International design team hired for $1.4bn Shenzhen “art-mall”

K11 Ecoast’s rendering of the completed complex
London-based designer David Chipperfield is to team up with the Netherlands’ Office for Metropolitan Architecture (OMA), and Japan’s Sou Fujimoto to work on a $1.4bn art-and-retail complex in the southern Chinese city of Shenzhen.

The project is being developed by K11 Ecoast, a subsidiary of Hong Kong’s New World Development and China Merchants Group. New World chief executive Adrian Cheng Chi-kong is a billionaire property mogul and art collector with a track record of combining art and commerce.

When complete by the end of 2024, the development will span more than 22ha on a seafront site in Prince Bay in Shenzhen’s Nanshan District.
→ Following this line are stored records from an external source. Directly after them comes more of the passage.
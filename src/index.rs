//! Textbook indexing and the process-wide index snapshot.
//!
//! A reindex is a full rescan of the library directory: every `.pdf` file is
//! read, passed through the [`TextExtractor`], normalized and tagged with
//! filename metadata. Files that fail to extract are logged and skipped.
//! The finished [`Index`] is written to a flat JSON file and swapped into the
//! [`IndexStore`] in one step.
//!
//! # Snapshot model
//!
//! ```text
//!  reindex ──▶ build new Index ──▶ write index file ──▶ swap Arc
//!                                                         │
//!  queries ──▶ snapshot() ──▶ Arc<Index> (old or new, never partial)
//! ```

use anyhow::{Context, Result};
use chrono::Utc;
use std::path::{Path, PathBuf};
use std::sync::{Arc, RwLock};
use std::time::Duration;
use tracing::{debug, info, warn};
use walkdir::WalkDir;

use crate::extract::{ExtractError, TextExtractor};
use crate::meta::detect;
use crate::models::{Index, IndexedDocument};
use crate::text::normalize;

/// Holds the current index snapshot. Readers clone the `Arc`; reindex
/// replaces it wholesale.
#[derive(Debug, Default)]
pub struct IndexStore {
    current: RwLock<Arc<Index>>,
}

impl IndexStore {
    pub fn new(index: Index) -> Self {
        Self {
            current: RwLock::new(Arc::new(index)),
        }
    }

    /// Returns the current snapshot.
    pub fn snapshot(&self) -> Arc<Index> {
        match self.current.read() {
            Ok(guard) => Arc::clone(&guard),
            Err(poisoned) => Arc::clone(&poisoned.into_inner()),
        }
    }

    /// Replaces the snapshot. Readers holding the old `Arc` keep it.
    pub fn replace(&self, index: Index) {
        let next = Arc::new(index);
        match self.current.write() {
            Ok(mut guard) => *guard = next,
            Err(poisoned) => *poisoned.into_inner() = next,
        }
    }
}

/// Lists `.pdf` files (case-insensitive suffix) directly inside `dir`,
/// sorted by filename.
pub fn list_pdf_files(dir: &Path) -> Result<Vec<PathBuf>> {
    let mut files = Vec::new();
    for entry in WalkDir::new(dir).min_depth(1).max_depth(1) {
        let entry = entry.with_context(|| format!("Failed to read {}", dir.display()))?;
        if !entry.file_type().is_file() {
            continue;
        }
        let is_pdf = entry
            .file_name()
            .to_string_lossy()
            .to_lowercase()
            .ends_with(".pdf");
        if is_pdf {
            files.push(entry.into_path());
        }
    }
    files.sort();
    Ok(files)
}

/// Builds an index from every PDF in `dir`, creating `dir` if needed.
///
/// Extraction runs on the blocking pool. With `timeout` set, a file whose
/// extraction takes longer is skipped like any other extraction failure.
pub async fn build_index(
    dir: &Path,
    extractor: Arc<dyn TextExtractor>,
    timeout: Option<Duration>,
) -> Result<Index> {
    std::fs::create_dir_all(dir)
        .with_context(|| format!("Failed to create library directory: {}", dir.display()))?;

    let files = list_pdf_files(dir)?;
    info!(dir = %dir.display(), files = files.len(), "indexing textbooks");

    let mut documents = Vec::with_capacity(files.len());
    for path in files {
        let file_id = path
            .file_name()
            .map(|n| n.to_string_lossy().to_string())
            .unwrap_or_default();

        let bytes = match std::fs::read(&path) {
            Ok(bytes) => bytes,
            Err(e) => {
                warn!(file = %file_id, error = %e, "failed to read file, skipping");
                continue;
            }
        };

        match extract_with_timeout(Arc::clone(&extractor), bytes, timeout).await {
            Ok(raw) => {
                let text = normalize(&raw);
                let char_count = text.chars().count();
                info!(file = %file_id, chars = char_count, "indexed textbook");
                documents.push(IndexedDocument {
                    metadata: detect(&file_id),
                    file_id,
                    raw_text: text,
                    char_count,
                });
            }
            Err(e) => {
                warn!(file = %file_id, error = %e, "failed to index textbook, skipping");
            }
        }
    }

    Ok(Index {
        built_at: Some(Utc::now()),
        documents,
    })
}

async fn extract_with_timeout(
    extractor: Arc<dyn TextExtractor>,
    bytes: Vec<u8>,
    timeout: Option<Duration>,
) -> Result<String, ExtractError> {
    let task = tokio::task::spawn_blocking(move || extractor.extract(&bytes));
    let joined = match timeout {
        Some(limit) => tokio::time::timeout(limit, task)
            .await
            .map_err(|_| ExtractError::Timeout(limit))?,
        None => task.await,
    };
    joined.map_err(|e| ExtractError::Task(e.to_string()))?
}

/// Writes the index to `path`, replacing any previous file.
///
/// The JSON goes to a sibling `.tmp` file first and is renamed over `path`,
/// so a crash mid-write never leaves a truncated index behind.
pub fn save_index(path: &Path, index: &Index) -> Result<()> {
    if let Some(parent) = path.parent() {
        if !parent.as_os_str().is_empty() {
            std::fs::create_dir_all(parent)
                .with_context(|| format!("Failed to create {}", parent.display()))?;
        }
    }
    let json = serde_json::to_string_pretty(index).context("Failed to serialize index")?;
    let tmp_path = temp_path_for(path);
    std::fs::write(&tmp_path, json)
        .with_context(|| format!("Failed to write index file: {}", tmp_path.display()))?;
    std::fs::rename(&tmp_path, path)
        .with_context(|| format!("Failed to replace index file: {}", path.display()))?;
    debug!(path = %path.display(), documents = index.len(), "index written");
    Ok(())
}

fn temp_path_for(path: &Path) -> PathBuf {
    let mut name = path.file_name().unwrap_or_default().to_os_string();
    name.push(".tmp");
    path.with_file_name(name)
}

/// Reads the index file. A missing or unreadable file yields an empty index.
pub fn load_index(path: &Path) -> Index {
    let content = match std::fs::read_to_string(path) {
        Ok(content) => content,
        Err(e) => {
            if e.kind() == std::io::ErrorKind::NotFound {
                info!(path = %path.display(), "no index file yet, starting empty");
            } else {
                warn!(path = %path.display(), error = %e, "failed to read index file, starting empty");
            }
            return Index::empty();
        }
    };

    match serde_json::from_str::<Index>(&content) {
        Ok(index) => {
            info!(path = %path.display(), documents = index.len(), "loaded index");
            index
        }
        Err(e) => {
            warn!(path = %path.display(), error = %e, "index file is corrupt, starting empty");
            Index::empty()
        }
    }
}

/// Full reindex: build, persist, then swap into `store`.
///
/// The store is only touched after the file has been written, so a failed
/// write leaves the previous snapshot in place.
pub async fn reindex(
    store: &IndexStore,
    dir: &Path,
    index_path: &Path,
    extractor: Arc<dyn TextExtractor>,
    timeout: Option<Duration>,
) -> Result<Arc<Index>> {
    let index = build_index(dir, extractor, timeout).await?;
    save_index(index_path, &index)?;
    store.replace(index);
    Ok(store.snapshot())
}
K11 Ecoast says its chosen team of architects will “delve into the elaborate balance between architecture and nature, skillfully harmonising the architectural design with the coastal landscape, birthing a new hot spot and destination for creative culture and eco-friendly life in the Greater Bay Area”.  

David Chipperfield is the designer of Shanghai West Bund Museum, OMA is best known in China for its CCTV Headquarters in Beijing and Sou Fujimoto has established a reputation for integrating its designs into their natural surroundings.

K11 adds that the development has been designed in accordance with environmental rules laid down by China’s 14th Five-Year Plan, including the implementation of circular economy principles to cut waste, the “sponge city” concept for managing floods, “hospital-grade air filtering” and building that meet the LEED platinum standard.

The project is part of the Chinese government’s effort to further develop the Greater Bay Area, a region with a GDP of around $1.6 trillion, roughly equal to that of South Korea.

The aim is to turn its major cities including Guangzhou, Shenzhen and Dongguan into cultural and business hubs by 2035.

The Ecoast project has already established partnerships with around 50 cultural institutions, including New York’s Museum of Modern Art, Paris’ Pompidou Centre and the Palais de Tokyo, to help set up its exhibition spaces. The aim is to create a venue for artists from around the world, with an emphasis on those emerging from China’s burgeoning contemporary art scene.

Two sculptors, Phyllida Barlow from the UK and Monika Sosnowska from Poland, have been commissioned to provide public art for the development.